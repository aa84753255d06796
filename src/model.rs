// 该文件是 Zhijian （智检） 项目的一部分。
// src/model.rs - 检测模型
//
// 本程序遵循 GNU Affero 通用公共许可证（AGPL）许可协议。
// 本程序的发布旨在提供实用价值，但不作任何形式的担保，
// 包括但不限于对适销性或特定用途适用性的默示担保。
// 更多详情请参阅 GNU 通用公共许可证。
//
// Copyright (C) 2026 Johann Li <me@qinka.pro>, ETVP

use image::RgbImage;
use thiserror::Error;
use tracing::info;

use crate::{
  FromUrl, FromUrlWithScheme,
  config::{ConfigError, TaskDescriptor},
};

/// 像素坐标检测框 [x_min, y_min, x_max, y_max]
pub type BBox = [f32; 4];

/// 模型输出的一个原始检测结果
#[derive(Debug, Clone, PartialEq)]
pub struct RawDetection {
  pub label: String,
  pub bbox: BBox,
  pub confidence: f32,
}

impl RawDetection {
  pub fn new(label: impl Into<String>, bbox: BBox, confidence: f32) -> Self {
    Self {
      label: label.into(),
      bbox,
      confidence,
    }
  }
}

#[derive(Error, Debug)]
pub enum ModelError {
  #[error("I/O 错误: {0}")]
  IoError(#[from] std::io::Error),
  #[error("图像编码错误: {0}")]
  ImageError(#[from] image::ImageError),
  #[error("检测记录格式错误: {0}")]
  RecordFormat(String),
  #[cfg(feature = "model_http")]
  #[error("推理服务请求失败: {0}")]
  HttpError(#[from] reqwest::Error),
  #[error("推理失败: {0}")]
  Inference(String),
}

/// 检测模型：把一张图像映射为带标签和置信度的检测框
pub trait DetectionModel {
  fn predict(&mut self, image: &RgbImage) -> Result<Vec<RawDetection>, ModelError>;
}

impl<M: DetectionModel + ?Sized> DetectionModel for Box<M> {
  fn predict(&mut self, image: &RgbImage) -> Result<Vec<RawDetection>, ModelError> {
    (**self).predict(image)
  }
}

pub type BoxedModel = Box<dyn DetectionModel + Send>;

mod record;
pub use self::record::{RecordedModel, RecordedModelError};

#[cfg(feature = "model_http")]
mod http;
#[cfg(feature = "model_http")]
pub use self::http::{HttpModel, HttpModelError};

/// 按任务描述中的主模型路径构建检测模型
pub fn load_model(task: &TaskDescriptor) -> Result<BoxedModel, ConfigError> {
  let spec = task.primary_model();
  info!("加载模型: {} (conf {:.2})", spec.path, spec.conf);

  match spec.path.scheme() {
    scheme if scheme == RecordedModel::SCHEME => {
      let model = RecordedModel::from_url(&spec.path)
        .map_err(|e| ConfigError::Invalid(e.to_string()))?
        .with_min_confidence(spec.conf);
      Ok(Box::new(model))
    }
    #[cfg(feature = "model_http")]
    "http" | "https" => {
      let model = HttpModel::from_url(&spec.path)
        .map_err(|e| ConfigError::Invalid(e.to_string()))?
        .with_min_confidence(spec.conf);
      Ok(Box::new(model))
    }
    other => Err(ConfigError::Invalid(format!("不支持的模型方案: {}", other))),
  }
}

------------------------

REQUIRED WORK: Word for word, give the entire listing again.

WRITTEN SOLUTION:
repository aa84753255d06796
filename src/model.rs
// 该文件是 Zhijian （智检） 项目的一部分。
// src/model.rs - 检测模型
//
// 本程序遵循 GNU Affero 通用公共许可证（AGPL）许可协议。
// 本程序的发布旨在提供实用价值，但不作任何形式的担保，
// 包括但不限于对适销性或特定用途适用性的默示担保。
// 更多详情请参阅 GNU 通用公共许可证。
//
// Copyright (C) 2026 Johann Li <me@qinka.pro>, ETVP

use image::RgbImage;
use thiserror::Error;
use tracing::info;

use crate::{
  FromUrl, FromUrlWithScheme,
  config::{ConfigError, TaskDescriptor},
};

/// 像素坐标检测框 [x_min, y_min, x_max, y_max]
pub type BBox = [f32; 4];

/// 模型输出的一个原始检测结果
#[derive(Debug, Clone, PartialEq)]
pub struct RawDetection {
  pub label: String,
  pub bbox: BBox,
  pub confidence: f32,
}

impl RawDetection {
  pub fn new(label: impl Into<String>, bbox: BBox, confidence: f32) -> Self {
    Self {
      label: label.into(),
      bbox,
      confidence,
    }
  }
}

#[derive(Error, Debug)]
pub enum ModelError {
  #[error("I/O 错误: {0}")]
  IoError(#[from] std::io::Error),
  #[error("图像编码错误: {0}")]
  ImageError(#[from] image::ImageError),
  #[error("检测记录格式错误: {0}")]
  RecordFormat(String),
  #[cfg(feature = "model_http")]
  #[error("推理服务请求失败: {0}")]
  HttpError(#[from] reqwest::Error),
  #[error("推理失败: {0}")]
  Inference(String),
}

/// 检测模型：把一张图像映射为带标签和置信度的检测框
pub trait DetectionModel {
  fn predict(&mut self, image: &RgbImage) -> Result<Vec<RawDetection>, ModelError>;
}

impl<M: DetectionModel + ?Sized> DetectionModel for Box<M> {
  fn predict(&mut self, image: &RgbImage) -> Result<Vec<RawDetection>, ModelError> {
    (**self).predict(image)
  }
}

pub type BoxedModel = Box<dyn DetectionModel + Send>;

mod record;
pub use self::record::{RecordedModel, RecordedModelError};

#[cfg(feature = "model_http")]
mod http;
#[cfg(feature = "model_http")]
pub use self::http::{HttpModel, HttpModelError};

/// 按任务描述中的主模型路径构建检测模型
pub fn load_model(task: &TaskDescriptor) -> Result<BoxedModel, ConfigError> {
  let spec = task.primary_model();
  info!("加载模型: {} (conf {:.2})", spec.path, spec.conf);

  match spec.path.scheme() {
    scheme if scheme == RecordedModel::SCHEME => {
      let model = RecordedModel::from_url(&spec.path)
        .map_err(|e| ConfigError::Invalid(e.to_string()))?
        .with_min_confidence(spec.conf);
      Ok(Box::new(model))
    }
    #[cfg(feature = "model_http")]
    "http" | "https" => {
      let model = HttpModel::from_url(&spec.path)
        .map_err(|e| ConfigError::Invalid(e.to_string()))?
        .with_min_confidence(spec.conf);
      Ok(Box::new(model))
    }
    other => Err(ConfigError::Invalid(format!("不支持的模型方案: {}", other))),
  }
}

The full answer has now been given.